W konferencji udział wzięli trzej liderzy list kandydatów na radnych do rady miasta (Krzysztof Mróz, Wojciech Leszczyk, Oliwer Kubicki) oraz kandydat do sejmiku województwa dolnośląskiego Tadeusz Lewandowski. Wszyscy podkreślili intensywność działań w kampanii. – Rozmowy z mieszkańcami to lekcja pokory – powiedział Oliwer Kubicki dodając, że odbył wiele takich dyskusji chodząc od mieszkania do mieszkania i pukając do poszczególnych drzwi.

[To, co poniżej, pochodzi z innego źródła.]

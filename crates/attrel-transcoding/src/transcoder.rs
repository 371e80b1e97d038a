//! The transcoder contract.
//!
//! An [`AttributeTranscoder<T>`] converts one attribute value to and from one
//! wire object of type `T`. Transcoders run concurrently on the request path:
//! they must not hold per-call mutable state, and they must be `Eq + Hash`
//! so repeated configuration deduplicates.
//!
//! ```ignore
//! #[derive(Debug, PartialEq, Eq, Hash)]
//! struct UpperCaseClaim;
//!
//! impl AttributeTranscoder<Claim> for UpperCaseClaim {
//!     fn can_encode_value(&self, _attribute: &Attribute, value: &AttributeValue) -> bool {
//!         matches!(value, AttributeValue::String { .. })
//!     }
//!     // ...
//! }
//! ```

use std::fmt;

use attrel_core::{Attribute, AttributeValue, DynKey, RequestFacts};

use crate::error::{DecodingError, EncodingError};
use crate::rule::TranscodingRule;

/// Stateless codec between attribute values and wire objects of type `T`.
pub trait AttributeTranscoder<T>: DynKey + fmt::Debug {
    /// Whether the rule applies to this request.
    ///
    /// Defaults to the rule's activation condition, or `true` if it has none.
    fn activation_condition(&self, facts: &RequestFacts, rule: &TranscodingRule) -> bool {
        rule.activation_condition()
            .is_none_or(|condition| condition.test(facts))
    }

    /// Whether `value` is of a type this transcoder can encode.
    fn can_encode_value(&self, attribute: &Attribute, value: &AttributeValue) -> bool;

    /// Encode one value into a wire object.
    ///
    /// # Errors
    ///
    /// Returns an `EncodingError` if the value type is unsupported or a
    /// required rule property is missing or malformed.
    fn encode(
        &self,
        facts: &RequestFacts,
        attribute: &Attribute,
        rule: &TranscodingRule,
        value: &AttributeValue,
    ) -> Result<T, EncodingError>;

    /// Decode a wire object into a value.
    ///
    /// Returns `Ok(None)` for an object the transcoder does not understand.
    ///
    /// # Errors
    ///
    /// Returns a `DecodingError` if the object is recognized but malformed.
    fn decode(
        &self,
        facts: &RequestFacts,
        object: &T,
        rule: &TranscodingRule,
    ) -> Result<Option<AttributeValue>, DecodingError>;

    /// Canonical name of the wire objects this rule produces and consumes.
    ///
    /// Must agree with the wire type's naming function. Rules without one
    /// are used for encoding only.
    fn encoded_name(&self, rule: &TranscodingRule) -> Option<String>;
}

Działacze Prawa i Sprawiedliwości zaznaczyli także, że dzięki takim odwiedzinom udało się w kilku punktach skorygować program wyborczy „Miasto z klasą”, za który posłanka M. Machałek dostała drugą nagrodę w ogólnopolskim konkursie. Wszyscy także zachęcili ludzi poprzez media, aby zagłosowali na listy PiS. – Wtedy będzie szansa, aby ten program urzeczywistnić – zaznaczono.
Marzena Machałek odniosła się także do sondażu opublikowanego w jednym z lokowanych czasopism, gdzie PiS wypadł – mówiąc delikatnie – fatalnie. Zdaniem kandydatki taki sondaż nie był miarodajny ani wiarygodny i mógł jej zaszkodzić. – Nasze wewnętrzne prognozy dają nam dużo lepszy rezultat – zauważyła kandydatka na urząd prezydenta miasta. – Dopóki piłka w grze wszystko może się zdarzyć – powiedział Tadeusz Lewandowski. M. Machałek podkreśliła, że nie są ważne sondaże, ale wynik z 21 listopada.
Dni pozostałe do końca kampanii kandydaci PiS zamierzają spędzić na intensywnych rozmowach z wyborcami.